Lane Chandler (born Robert Clinton Oakes, June 4, 1899 – September 14, 1972) was an American actor specializing mainly in Westerns.

Biography

Early life
Chandler was raised on a ranch near Culbertson, Montana, the son of a horse rancher. The family relocated to Helena, Montana, when he was a youngster, and he graduated from high school there. He briefly attended Montana Wesleyan College (which later merged and became part of Rocky Mountain College), but quit to drive a tour bus at Yellowstone National Park.

Career
In the early 1920s he moved to Los Angeles, California, and started working as an auto mechanic. His real-life experiences growing up on a horse ranch landed bit parts for him in westerns from 1925, for Paramount Pictures. Studio executives suggested changing his name to Lane Chandler, and as such he began achieving leading roles opposite stars like Clara Bow, Greta Garbo, Betty Bronson and Esther Ralston. His first lead role was in The Legion of the Condemned.
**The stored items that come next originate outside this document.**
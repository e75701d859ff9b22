//! Dispatch queue backed by the durable store.
//!
//! Dispatch order is `(priority desc, created_at asc)`. Entries whose job has
//! unmet dependencies, labels no runner offers, a pending backoff or a
//! quarantine are invisible to [`DispatchQueue::peek_ready`].

use chrono::{DateTime, Utc};
use runway_core::{EntryId, Error, Job, JobId, QueueEntry, QueueStatus, Result, RunnerId};
use runway_db::SchedulerStore;
use std::collections::BTreeSet;
use std::sync::Arc;
use tracing::info;

#[derive(Clone)]
pub struct DispatchQueue {
    store: Arc<dyn SchedulerStore>,
}

impl DispatchQueue {
    pub fn new(store: Arc<dyn SchedulerStore>) -> Self {
        Self { store }
    }

    /// Insert a `pending` entry for `job`. Fails with
    /// [`Error::DuplicateEntry`] if the job already has a live entry.
    pub async fn enqueue(
        &self,
        job: &Job,
        priority: i32,
        data: serde_json::Value,
        now: DateTime<Utc>,
    ) -> Result<QueueEntry> {
        let mut entry = QueueEntry::pending(job, data, now);
        entry.priority = priority;
        let entry = self.store.enqueue(&entry).await?;
        info!(entry_id = %entry.id, job_id = %job.id, priority, "Enqueued job");
        Ok(entry)
    }

    /// The next entry a runner advertising `labels` may lease. Does not
    /// mutate anything.
    pub async fn peek_ready(
        &self,
        labels: &BTreeSet<String>,
        now: DateTime<Utc>,
    ) -> Result<Option<QueueEntry>> {
        Ok(self.store.peek_ready(labels, now).await?)
    }

    /// `processing -> completed` for the lease holder.
    pub async fn mark_completed(&self, id: EntryId, runner_id: RunnerId) -> Result<QueueEntry> {
        self.finish(id, runner_id, QueueStatus::Completed).await
    }

    /// `processing -> failed` for the lease holder.
    pub async fn mark_failed(&self, id: EntryId, runner_id: RunnerId) -> Result<QueueEntry> {
        self.finish(id, runner_id, QueueStatus::Failed).await
    }

    async fn finish(
        &self,
        id: EntryId,
        runner_id: RunnerId,
        outcome: QueueStatus,
    ) -> Result<QueueEntry> {
        self.store
            .finish_entry(id, runner_id, outcome)
            .await?
            .ok_or_else(|| {
                Error::NotLeaseHolder(format!("runner {} does not hold entry {}", runner_id, id))
            })
    }

    /// `from -> outcome` regardless of holder. `None` when the entry was no
    /// longer in `from`.
    pub async fn retire(
        &self,
        id: EntryId,
        from: QueueStatus,
        outcome: QueueStatus,
    ) -> Result<Option<QueueEntry>> {
        Ok(self.store.retire_entry(id, from, outcome).await?)
    }

    pub async fn get(&self, id: EntryId) -> Result<QueueEntry> {
        Ok(self.store.get_entry(id).await?)
    }

    /// The job's most recent entry.
    pub async fn entry_for_job(&self, job_id: JobId) -> Result<Option<QueueEntry>> {
        Ok(self.store.entry_for_job(job_id).await?)
    }

    /// Every `pending` and `processing` entry in dispatch order.
    pub async fn snapshot(&self) -> Result<Vec<QueueEntry>> {
        Ok(self.store.live_entries().await?)
    }

    pub async fn quarantine(&self, id: EntryId, reason: &str) -> Result<()> {
        Ok(self.store.quarantine_entry(id, reason).await?)
    }
}
//! Dispatchers shipped with the scheduler.

use async_trait::async_trait;
use runway_core::dispatch::{Assignment, RunnerDispatcher};
use runway_core::{EntryId, Result, Runner, RunnerId};
use tracing::info;

/// Accepts every assignment and only logs it. Runners pull their work
/// through the runner-facing operations instead.
#[derive(Debug, Default, Clone, Copy)]
pub struct NullDispatcher;

#[async_trait]
impl RunnerDispatcher for NullDispatcher {
    fn name(&self) -> &'static str {
        "null"
    }

    async fn dispatch(&self, runner: &Runner, assignment: &Assignment) -> Result<()> {
        info!(
            runner_id = %runner.id,
            entry_id = %assignment.entry.id,
            job = %assignment.job.name,
            steps = assignment.steps.len(),
            "Assignment ready"
        );
        Ok(())
    }

    async fn revoke(&self, runner_id: RunnerId, entry_id: EntryId) -> Result<()> {
        info!(runner_id = %runner_id, entry_id = %entry_id, "Lease revoked");
        Ok(())
    }
}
As a silent film star Chandler performed well, but when talkies arrived he was cast more in supporting roles, as in The Great Mike of 1944. He starred in a few low-budget westerns in the 1930s, but was more often cast as the leading man's partner, or saddle pal, or a sheriff or army officer.  Many of his films featured alliterative titles such as Riders of the Rio (1931), Primrose Path (1931), The Cheyenne Cyclone (1931), The Hurricane Horseman (1931), Battling Buckaroo (1932), The Wyoming Whirlwind (1932), The Reckless Rider (1932), and The Texas Tornado (1932); all but one of these films starred Chandler top-billed with his name above the title. With the advent of television Chandler began making appearance on numerous series, often in Westerns such as The Lone Ranger, The Adventures of Wild Bill Hickok, Lawman, Have Gun – Will Travel, Rawhide, Maverick, Cheyenne, and Gunsmoke (as “Trumbull” in the S7E10 titled “Indian Ford” in 1961); many of these TV series appearances were bit parts with no billing at all. He continued acting on TV and in films through 1966, retiring comfortably due to his holdings in both residential and commercial properties.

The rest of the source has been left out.